EXERCISE GOAL: From the line that includes "Err(e) => tracing::warn!(document_id" to the closing line of the data, please transcribe every line exactly and add nothing.

INPUT MATERIAL:
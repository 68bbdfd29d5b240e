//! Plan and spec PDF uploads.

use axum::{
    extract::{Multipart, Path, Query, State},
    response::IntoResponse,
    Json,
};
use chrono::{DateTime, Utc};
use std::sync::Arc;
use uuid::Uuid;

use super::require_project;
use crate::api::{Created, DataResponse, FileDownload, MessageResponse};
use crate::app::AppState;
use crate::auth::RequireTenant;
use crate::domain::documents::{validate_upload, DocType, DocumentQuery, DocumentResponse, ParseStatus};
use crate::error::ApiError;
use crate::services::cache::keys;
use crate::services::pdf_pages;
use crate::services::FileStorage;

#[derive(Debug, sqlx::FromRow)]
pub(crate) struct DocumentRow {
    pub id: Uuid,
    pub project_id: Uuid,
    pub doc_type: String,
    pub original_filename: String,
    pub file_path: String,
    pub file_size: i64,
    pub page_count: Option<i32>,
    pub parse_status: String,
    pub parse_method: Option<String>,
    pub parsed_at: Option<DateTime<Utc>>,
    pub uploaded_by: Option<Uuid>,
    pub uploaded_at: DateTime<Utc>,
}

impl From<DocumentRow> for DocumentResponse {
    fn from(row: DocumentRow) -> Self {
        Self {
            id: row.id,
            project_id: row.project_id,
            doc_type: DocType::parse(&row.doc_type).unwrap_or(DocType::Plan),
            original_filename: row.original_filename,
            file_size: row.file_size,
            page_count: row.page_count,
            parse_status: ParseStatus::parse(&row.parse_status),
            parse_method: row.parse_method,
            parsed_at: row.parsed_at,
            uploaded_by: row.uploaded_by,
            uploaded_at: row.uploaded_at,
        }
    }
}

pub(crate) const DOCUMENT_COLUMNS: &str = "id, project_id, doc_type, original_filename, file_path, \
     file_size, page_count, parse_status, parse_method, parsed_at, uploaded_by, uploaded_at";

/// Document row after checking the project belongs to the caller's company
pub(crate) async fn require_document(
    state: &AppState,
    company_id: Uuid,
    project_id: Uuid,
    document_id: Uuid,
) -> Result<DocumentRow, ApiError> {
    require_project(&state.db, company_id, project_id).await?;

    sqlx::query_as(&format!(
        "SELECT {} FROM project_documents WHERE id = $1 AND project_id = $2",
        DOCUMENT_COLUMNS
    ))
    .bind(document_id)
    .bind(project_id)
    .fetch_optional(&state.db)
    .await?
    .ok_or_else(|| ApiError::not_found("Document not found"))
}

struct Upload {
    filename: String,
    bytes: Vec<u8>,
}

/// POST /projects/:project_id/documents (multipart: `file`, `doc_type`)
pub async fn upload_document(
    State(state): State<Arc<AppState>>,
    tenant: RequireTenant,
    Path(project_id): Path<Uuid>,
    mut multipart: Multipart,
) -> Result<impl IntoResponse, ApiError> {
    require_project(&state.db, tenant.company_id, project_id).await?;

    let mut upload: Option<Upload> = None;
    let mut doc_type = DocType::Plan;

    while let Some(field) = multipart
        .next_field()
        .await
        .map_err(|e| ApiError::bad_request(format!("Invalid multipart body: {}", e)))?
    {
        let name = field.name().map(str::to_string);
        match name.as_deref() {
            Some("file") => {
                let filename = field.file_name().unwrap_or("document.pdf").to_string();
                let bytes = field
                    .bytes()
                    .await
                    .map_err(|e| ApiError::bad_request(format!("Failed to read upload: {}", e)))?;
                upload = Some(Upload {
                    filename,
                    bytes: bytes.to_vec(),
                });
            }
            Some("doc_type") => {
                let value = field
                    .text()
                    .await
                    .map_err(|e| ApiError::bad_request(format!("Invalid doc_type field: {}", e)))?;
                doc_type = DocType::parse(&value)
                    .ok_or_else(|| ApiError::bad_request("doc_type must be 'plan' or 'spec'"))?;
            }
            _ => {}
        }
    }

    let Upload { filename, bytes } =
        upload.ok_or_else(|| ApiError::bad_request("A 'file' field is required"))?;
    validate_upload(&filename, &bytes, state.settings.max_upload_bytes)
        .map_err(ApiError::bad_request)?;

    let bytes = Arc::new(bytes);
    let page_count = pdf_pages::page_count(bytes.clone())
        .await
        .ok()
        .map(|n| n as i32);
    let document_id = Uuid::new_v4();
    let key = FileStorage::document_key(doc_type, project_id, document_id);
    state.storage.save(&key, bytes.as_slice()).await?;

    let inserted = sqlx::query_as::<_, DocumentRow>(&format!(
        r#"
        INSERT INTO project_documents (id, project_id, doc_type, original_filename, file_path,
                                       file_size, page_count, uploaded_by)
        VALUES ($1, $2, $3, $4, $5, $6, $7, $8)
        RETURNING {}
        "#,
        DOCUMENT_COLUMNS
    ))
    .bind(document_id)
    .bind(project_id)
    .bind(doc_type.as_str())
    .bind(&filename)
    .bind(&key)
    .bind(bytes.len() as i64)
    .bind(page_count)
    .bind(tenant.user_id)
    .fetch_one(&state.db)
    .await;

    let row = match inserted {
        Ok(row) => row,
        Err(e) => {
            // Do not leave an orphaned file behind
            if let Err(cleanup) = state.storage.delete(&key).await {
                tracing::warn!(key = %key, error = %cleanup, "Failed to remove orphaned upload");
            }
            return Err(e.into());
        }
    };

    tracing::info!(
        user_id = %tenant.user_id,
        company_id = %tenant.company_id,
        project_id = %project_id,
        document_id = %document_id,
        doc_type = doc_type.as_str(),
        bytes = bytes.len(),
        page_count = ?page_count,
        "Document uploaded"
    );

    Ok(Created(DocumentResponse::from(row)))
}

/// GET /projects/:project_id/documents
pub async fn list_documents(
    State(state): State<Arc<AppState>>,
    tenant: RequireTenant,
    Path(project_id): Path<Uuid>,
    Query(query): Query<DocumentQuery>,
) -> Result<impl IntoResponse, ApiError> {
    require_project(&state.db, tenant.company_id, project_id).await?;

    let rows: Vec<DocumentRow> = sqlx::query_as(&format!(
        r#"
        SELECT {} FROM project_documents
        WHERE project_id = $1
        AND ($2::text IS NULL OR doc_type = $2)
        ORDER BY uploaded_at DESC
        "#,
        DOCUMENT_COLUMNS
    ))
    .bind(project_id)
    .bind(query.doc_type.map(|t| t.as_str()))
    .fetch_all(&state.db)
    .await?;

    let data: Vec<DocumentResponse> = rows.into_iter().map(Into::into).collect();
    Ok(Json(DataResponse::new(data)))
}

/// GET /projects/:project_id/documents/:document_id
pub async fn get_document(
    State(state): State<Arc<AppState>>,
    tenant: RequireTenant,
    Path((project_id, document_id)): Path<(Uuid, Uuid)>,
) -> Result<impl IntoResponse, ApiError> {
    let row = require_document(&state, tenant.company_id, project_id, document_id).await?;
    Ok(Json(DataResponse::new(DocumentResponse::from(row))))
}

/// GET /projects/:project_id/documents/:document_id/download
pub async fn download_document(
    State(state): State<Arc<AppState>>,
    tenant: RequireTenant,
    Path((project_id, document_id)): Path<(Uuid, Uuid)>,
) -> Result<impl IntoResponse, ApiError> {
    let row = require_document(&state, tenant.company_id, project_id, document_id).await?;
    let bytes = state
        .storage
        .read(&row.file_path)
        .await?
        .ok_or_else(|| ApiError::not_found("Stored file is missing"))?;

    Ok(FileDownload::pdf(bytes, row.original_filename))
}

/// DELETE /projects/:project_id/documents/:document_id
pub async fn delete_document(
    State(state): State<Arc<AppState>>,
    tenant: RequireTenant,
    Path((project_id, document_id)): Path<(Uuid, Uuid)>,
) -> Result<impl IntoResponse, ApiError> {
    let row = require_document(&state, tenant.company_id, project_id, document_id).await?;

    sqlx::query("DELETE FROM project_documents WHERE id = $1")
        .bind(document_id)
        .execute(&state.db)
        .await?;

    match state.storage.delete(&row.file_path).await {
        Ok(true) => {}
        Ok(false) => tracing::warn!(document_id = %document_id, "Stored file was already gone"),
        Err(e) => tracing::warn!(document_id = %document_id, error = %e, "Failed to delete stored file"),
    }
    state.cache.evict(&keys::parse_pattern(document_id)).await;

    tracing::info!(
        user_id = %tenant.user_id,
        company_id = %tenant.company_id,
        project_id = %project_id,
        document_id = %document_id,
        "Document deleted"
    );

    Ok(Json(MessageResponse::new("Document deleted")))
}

EXERCISE RESPONSE:
        Err(e) => tracing::warn!(document_id = %document_id, error = %e, "Failed to delete stored file"),
    }
    state.cache.evict(&keys::parse_pattern(document_id)).await;

    tracing::info!(
        user_id = %tenant.user_id,
        company_id = %tenant.company_id,
        project_id = %project_id,
        document_id = %document_id,
        "Document deleted"
    );

    Ok(Json(MessageResponse::new("Document deleted")))
}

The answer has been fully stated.